Bien entendu, comparaison n’est pas raison et il n’est pas certain que la situation en Moldavie doive dégénérer. Néanmoins, le drame récent de la guerre au Haut-Karabagh devrait interpeller les gouvernements européens : un nouveau conflit, aux portes de l’Europe, impliquant Ukraine, Turquie, Russie, Moldavie et Roumanie n’est plus « impossible », même s’il est pour l’heure « improbable ». Le gel des conflits par la Russie pour préserver son glacis géopolitique se heurte maintenant aux aspirations légitimes des peuples de l’Europe orientale à élire des gouvernements moins corrompus et moins inféodés à Moscou. Avec une Turquie en embuscade et une relation transatlantique érodée, la stabilité n’est plus garantie. C’est précisément pour désamorcer ce genre de situation que l’OSCE a été pensée : une organisation qui, en temps de paix, doit nous aider à « coexister entre adversaires ». C’est d’ailleurs au sommet de l’OSCE à Istanbul en 1999 que furent négociées les conditions du retrait d’une grande partie des troupes russes de RMD. Il est souhaitable que les Européens parviennent à un réel activisme politique à l’Est, avec une approche réaliste des revendications russes en matière de sécurité. L’extension de l’UE ne doit pas se faire au détriment de la sécurité collective en Europe et d’autres voies de partenariat existent pour aider la Moldavie à se développer et à sortir du fléau de la corruption. L’approche de la présidence française de l’UE doit aussi, sur le plan national, nous interpeller : nous pourrions nous retrouver à l’été avec un nouveau conflit « brûlant » sur les bras. À suivre…
NOTES :
[1] Au sujet des crises de 1989-1992, voir Jacques Lévesque, Yann Breault, Pierre Jolicœur : La Russie et son ex-empire. Reconfiguration géopolitique de l’ancien espace soviétique ; Paris, 2003, Presses de Science Po, 348 pages, pp. 137-157.

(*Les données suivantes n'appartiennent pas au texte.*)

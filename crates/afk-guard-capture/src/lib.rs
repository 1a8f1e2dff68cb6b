#![warn(missing_docs)]
//! # afk-guard-capture
//!
//! ## Purpose
//! Delivers a continuous sequence of frames of one target window for the
//! duration of a lock session.
//!
//! ## Responsibilities
//! - Enumerate capturable surfaces and resolve [`WindowHandle`] targets.
//! - Run two acquisition strategies as a primary/fallback pair: a streaming
//!   path at native resolution and a lower-fidelity polling path.
//! - Arbitrate between the paths with a watchdog ([`failover`]).
//! - Provide a deterministic provider for tests and an `xcap`-backed real
//!   provider.
//!
//! ## Data flow
//! [`engine::CaptureEngine`] starts the fallback poller immediately so the
//! user sees something within one interval, starts the primary stream
//! asynchronously, and hands every delivered [`Frame`] to the consumer
//! callback as an owned value.
//!
//! ## Ownership and lifetimes
//! Providers never lend platform handles across the trait boundary; each
//! frame owns its buffer. The "primary path is live" flag is private to the
//! engine.
//!
//! ## Error model
//! A single missed poll snapshot is not an error. Startup lag and hard stream
//! stops are reported through the engine's error callback as
//! [`afk_guard_core::LockError`] values; enumeration and stream start
//! failures return [`CaptureError`].
//!
//! ## Security and privacy notes
//! Frame bytes are never logged. Window titles appear only in debug logs.

use std::sync::Arc;

use afk_guard_core::{Frame, WindowHandle};
use thiserror::Error;

pub mod engine;
pub mod failover;

mod synthetic;
mod xcap_provider;

pub use synthetic::{CaptureScript, SyntheticCaptureProvider};
pub use xcap_provider::XcapCaptureProvider;

/// Configuration for the primary streaming path.
#[derive(Debug, Clone, Copy, PartialEq, Eq)]
pub struct StreamConfig {
    /// Stream width in pixels (native width scaled by display density).
    pub width: u32,
    /// Stream height in pixels.
    pub height: u32,
    /// Frame cadence.
    pub fps: u32,
    /// Whether the cursor is composited into frames. Always off for the lock
    /// mirror.
    pub include_cursor: bool,
}

impl StreamConfig {
    /// Creates a validated stream configuration.
    ///
    /// # Errors
    /// Returns [`CaptureError::InvalidFps`] when `fps == 0`.
    pub fn new(width: u32, height: u32, fps: u32) -> Result<Self, CaptureError> {
        if fps == 0 {
            return Err(CaptureError::InvalidFps);
        }

        Ok(Self {
            width: width.max(1),
            height: height.max(1),
            fps,
            include_cursor: false,
        })
    }

    /// Returns the frame interval in milliseconds.
    pub fn interval_ms(&self) -> u64 {
        1_000 / self.fps as u64
    }
}

/// Event pushed by a running primary stream.
#[derive(Debug, Clone)]
pub enum StreamEvent {
    /// One decoded frame arrived.
    Frame(Frame),
    /// The stream died and will deliver nothing further.
    Stopped(String),
}

/// Owned callback receiving stream events on the provider's delivery thread.
pub type StreamEventHandler = Arc<dyn Fn(StreamEvent) + Send + Sync>;

/// Handle to a running primary stream.
pub trait StreamControl: Send {
    /// Cancels the stream. Must be idempotent and safe to call even if the
    /// stream already reported [`StreamEvent::Stopped`].
    fn stop(&mut self);
}

/// Backend-agnostic frame acquisition seam.
pub trait CaptureProvider: Send + Sync {
    /// Enumerates currently capturable windows.
    ///
    /// This is the ground-truth capture-permission signal: a live
    /// enumeration returning zero windows means "not granted", not "no
    /// windows exist".
    ///
    /// # Errors
    /// Returns [`CaptureError::Enumeration`] when the OS refuses the query.
    fn list_windows(&self) -> Result<Vec<WindowHandle>, CaptureError>;

    /// Synchronously snapshots one window (the polling fallback path).
    ///
    /// Returns `Ok(None)` on a transient miss; a single missed snapshot is
    /// not an error.
    ///
    /// # Errors
    /// Returns [`CaptureError::Enumeration`] when the surface list itself
    /// cannot be read.
    fn snapshot_window(&self, window_id: u64) -> Result<Option<Frame>, CaptureError>;

    /// Returns the pixel density of the display hosting the window.
    fn scale_factor(&self, window_id: u64) -> f64 {
        let _ = window_id;
        1.0
    }

    /// Starts the primary streaming path for one window.
    ///
    /// Frames and the terminal stop notice arrive through `handler` on a
    /// background delivery thread.
    ///
    /// # Errors
    /// Returns [`CaptureError::WindowNotFound`] when the target is no longer
    /// enumerable, or [`CaptureError::StreamStart`] when the stream cannot be
    /// constructed.
    fn start_stream(
        &self,
        window_id: u64,
        config: StreamConfig,
        handler: StreamEventHandler,
    ) -> Result<Box<dyn StreamControl>, CaptureError>;
}

/// Capture layer error type.
#[derive(Debug, Error)]
pub enum CaptureError {
    /// Stream fps must be positive.
    #[error("invalid fps: must be greater than zero")]
    InvalidFps,
    /// The live surface enumeration failed.
    #[error("surface enumeration failed: {0}")]
    Enumeration(String),
    /// The target window is not present in the live enumeration.
    #[error("window {0} not found in live enumeration")]
    WindowNotFound(u64),
    /// The primary stream could not be constructed.
    #[error("stream start failed: {0}")]
    StreamStart(String),
}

[2] Inessa Baban : The Transnistrian Conflict in the Context of the Ukrainian Crisis ; Rome, 2015, NATO Research Division, 12 pages.
Article très intéressant sur un sujet qui reste finalement méconnu. Pour les personnes intéressées voici un ouvrage sur le sujet: Gilles-Emmanuel Jacquet, « Histoire du conflit moldo-transnistrien », Paris: Ed. Connaissances & Savoirs / Publibook, 2017, 454 pages.